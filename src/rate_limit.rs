//! Per-client rate admission with fixed-window counters
//!
//! Each endpoint class (proxy, chat, image) owns an independent
//! `AdmissionController`; a client's standing in one class never affects
//! another. The per-key read-increment-compare sequence is serialized by the
//! DashMap entry lock - the only true mutual exclusion in the core. A
//! background sweep drops windows one full grace window after expiry so
//! memory stays bounded without blocking concurrent checks.

use std::collections::HashMap;
use std::sync::Arc;
use std::time::{Duration, Instant, SystemTime, UNIX_EPOCH};

use dashmap::DashMap;
use tracing::debug;

use crate::config::{RateLimitConfig, WindowLimit};

/// Logical endpoint classes with independent admission budgets
#[derive(Debug, Clone, Copy, PartialEq, Eq, Hash)]
pub enum EndpointClass {
    Proxy,
    Chat,
    Image,
}

impl EndpointClass {
    pub fn as_str(&self) -> &'static str {
        match self {
            Self::Proxy => "proxy",
            Self::Chat => "chat",
            Self::Image => "image",
        }
    }
}

/// Result of one admission check
#[derive(Debug, Clone, Copy)]
pub struct Admission {
    pub admitted: bool,
    /// Configured ceiling for this class
    pub limit: u32,
    /// Requests left in the current window
    pub remaining: u32,
    /// Absolute unix timestamp at which the window resets
    pub reset_at: u64,
    /// Seconds until retry is worthwhile, set only when rejected
    pub retry_after_secs: Option<u64>,
}

/// Fixed-window state for one client key
struct ClientWindow {
    count: u32,
    window_end: Instant,
    reset_epoch: u64,
}

/// Fixed-window admission controller for one endpoint class
pub struct AdmissionController {
    max_requests: u32,
    window: Duration,
    windows: DashMap<String, ClientWindow>,
}

impl AdmissionController {
    pub fn new(limit: WindowLimit) -> Self {
        Self {
            max_requests: limit.max_requests,
            window: Duration::from_secs(limit.window_secs),
            windows: DashMap::new(),
        }
    }

    /// Check and count one request for `key`. The entry lock serializes the
    /// read-increment-compare sequence for a single key; unrelated keys
    /// proceed in parallel.
    pub fn check(&self, key: &str) -> Admission {
        let now = Instant::now();
        let mut entry = self
            .windows
            .entry(key.to_string())
            .or_insert_with(|| ClientWindow {
                count: 0,
                window_end: now + self.window,
                reset_epoch: epoch_secs_after(self.window),
            });
        let window = entry.value_mut();

        if now >= window.window_end {
            window.count = 0;
            window.window_end = now + self.window;
            window.reset_epoch = epoch_secs_after(self.window);
        }

        window.count += 1;
        let admitted = window.count <= self.max_requests;
        let remaining = self.max_requests.saturating_sub(window.count);
        let reset_at = window.reset_epoch;
        let retry_after_secs = if admitted {
            None
        } else {
            Some(
                window
                    .window_end
                    .saturating_duration_since(now)
                    .as_secs()
                    .max(1),
            )
        };

        Admission {
            admitted,
            limit: self.max_requests,
            remaining,
            reset_at,
            retry_after_secs,
        }
    }

    /// Remove windows that ended more than one full window ago. Runs shard
    /// by shard, so concurrent checks on untouched keys are not blocked.
    pub fn sweep(&self) -> usize {
        let now = Instant::now();
        let grace = self.window;
        let before = self.windows.len();
        self.windows
            .retain(|_, window| now < window.window_end + grace);
        before - self.windows.len()
    }

    /// Number of currently tracked client keys
    pub fn tracked_keys(&self) -> usize {
        self.windows.len()
    }
}

/// One admission controller per endpoint class
pub struct AdmissionRegistry {
    controllers: HashMap<EndpointClass, Arc<AdmissionController>>,
}

impl AdmissionRegistry {
    /// Build controllers from config; classes missing from the config fall
    /// back to the default window limit.
    pub fn new(config: &RateLimitConfig) -> Self {
        let mut controllers = HashMap::new();
        for class in [EndpointClass::Proxy, EndpointClass::Chat, EndpointClass::Image] {
            let limit = config
                .classes
                .get(class.as_str())
                .copied()
                .unwrap_or_default();
            controllers.insert(class, Arc::new(AdmissionController::new(limit)));
        }
        Self { controllers }
    }

    pub fn get(&self, class: EndpointClass) -> Arc<AdmissionController> {
        // All classes are populated in new()
        Arc::clone(&self.controllers[&class])
    }

    /// Spawn the periodic sweep task covering every controller
    pub fn spawn_sweep_task(self: &Arc<Self>, interval: Duration) {
        let registry = Arc::clone(self);
        tokio::spawn(async move {
            let mut ticker = tokio::time::interval(interval);
            loop {
                ticker.tick().await;
                for (class, controller) in &registry.controllers {
                    let removed = controller.sweep();
                    if removed > 0 {
                        debug!(
                            "Swept {} stale client windows from {} limiter",
                            removed,
                            class.as_str()
                        );
                    }
                }
            }
        });
    }
}

/// Unix timestamp `window` from now
fn epoch_secs_after(window: Duration) -> u64 {
    SystemTime::now()
        .duration_since(UNIX_EPOCH)
        .map(|d| d.as_secs())
        .unwrap_or(0)
        + window.as_secs()
}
• • • • •
*Goal of the exercise:*
An exact repetition of all the entries is required.

*Your response:*
filename src/rate_limit.rs
//! Per-client rate admission with fixed-window counters
//!
//! Each endpoint class (proxy, chat, image) owns an independent
//! `AdmissionController`; a client's standing in one class never affects
//! another. The per-key read-increment-compare sequence is serialized by the
//! DashMap entry lock - the only true mutual exclusion in the core. A
//! background sweep drops windows one full grace window after expiry so
//! memory stays bounded without blocking concurrent checks.

use std::collections::HashMap;
use std::sync::Arc;
use std::time::{Duration, Instant, SystemTime, UNIX_EPOCH};

use dashmap::DashMap;
use tracing::debug;

use crate::config::{RateLimitConfig, WindowLimit};

/// Logical endpoint classes with independent admission budgets
#[derive(Debug, Clone, Copy, PartialEq, Eq, Hash)]
pub enum EndpointClass {
    Proxy,
    Chat,
    Image,
}

impl EndpointClass {
    pub fn as_str(&self) -> &'static str {
        match self {
            Self::Proxy => "proxy",
            Self::Chat => "chat",
            Self::Image => "image",
        }
    }
}

/// Result of one admission check
#[derive(Debug, Clone, Copy)]
pub struct Admission {
    pub admitted: bool,
    /// Configured ceiling for this class
    pub limit: u32,
    /// Requests left in the current window
    pub remaining: u32,
    /// Absolute unix timestamp at which the window resets
    pub reset_at: u64,
    /// Seconds until retry is worthwhile, set only when rejected
    pub retry_after_secs: Option<u64>,
}

/// Fixed-window state for one client key
struct ClientWindow {
    count: u32,
    window_end: Instant,
    reset_epoch: u64,
}

/// Fixed-window admission controller for one endpoint class
pub struct AdmissionController {
    max_requests: u32,
    window: Duration,
    windows: DashMap<String, ClientWindow>,
}

impl AdmissionController {
    pub fn new(limit: WindowLimit) -> Self {
        Self {
            max_requests: limit.max_requests,
            window: Duration::from_secs(limit.window_secs),
            windows: DashMap::new(),
        }
    }

    /// Check and count one request for `key`. The entry lock serializes the
    /// read-increment-compare sequence for a single key; unrelated keys
    /// proceed in parallel.
    pub fn check(&self, key: &str) -> Admission {
        let now = Instant::now();
        let mut entry = self
            .windows
            .entry(key.to_string())
            .or_insert_with(|| ClientWindow {
                count: 0,
                window_end: now + self.window,
                reset_epoch: epoch_secs_after(self.window),
            });
        let window = entry.value_mut();

        if now >= window.window_end {
            window.count = 0;
            window.window_end = now + self.window;
            window.reset_epoch = epoch_secs_after(self.window);
        }

        window.count += 1;
        let admitted = window.count <= self.max_requests;
        let remaining = self.max_requests.saturating_sub(window.count);
        let reset_at = window.reset_epoch;
        let retry_after_secs = if admitted {
            None
        } else {
            Some(
                window
                    .window_end
                    .saturating_duration_since(now)
                    .as_secs()
                    .max(1),
            )
        };

        Admission {
            admitted,
            limit: self.max_requests,
            remaining,
            reset_at,
            retry_after_secs,
        }
    }

    /// Remove windows that ended more than one full window ago. Runs shard
    /// by shard, so concurrent checks on untouched keys are not blocked.
    pub fn sweep(&self) -> usize {
        let now = Instant::now();
        let grace = self.window;
        let before = self.windows.len();
        self.windows
            .retain(|_, window| now < window.window_end + grace);
        before - self.windows.len()
    }

    /// Number of currently tracked client keys
    pub fn tracked_keys(&self) -> usize {
        self.windows.len()
    }
}

/// One admission controller per endpoint class
pub struct AdmissionRegistry {
    controllers: HashMap<EndpointClass, Arc<AdmissionController>>,
}

impl AdmissionRegistry {
    /// Build controllers from config; classes missing from the config fall
    /// back to the default window limit.
    pub fn new(config: &RateLimitConfig) -> Self {
        let mut controllers = HashMap::new();
        for class in [EndpointClass::Proxy, EndpointClass::Chat, EndpointClass::Image] {
            let limit = config
                .classes
                .get(class.as_str())
                .copied()
                .unwrap_or_default();
            controllers.insert(class, Arc::new(AdmissionController::new(limit)));
        }
        Self { controllers }
    }

    pub fn get(&self, class: EndpointClass) -> Arc<AdmissionController> {
        // All classes are populated in new()
        Arc::clone(&self.controllers[&class])
    }

    /// Spawn the periodic sweep task covering every controller
    pub fn spawn_sweep_task(self: &Arc<Self>, interval: Duration) {
        let registry = Arc::clone(self);
        tokio::spawn(async move {
            let mut ticker = tokio::time::interval(interval);
            loop {
                ticker.tick().await;
                for (class, controller) in &registry.controllers {
                    let removed = controller.sweep();
                    if removed > 0 {
                        debug!(
                            "Swept {} stale client windows from {} limiter",
                            removed,
                            class.as_str()
                        );
                    }
                }
            }
        });
    }
}

/// Unix timestamp `window` from now
fn epoch_secs_after(window: Duration) -> u64 {
    SystemTime::now()
        .duration_since(UNIX_EPOCH)
        .map(|d| d.as_secs())
        .unwrap_or(0)
        + window.as_secs()
}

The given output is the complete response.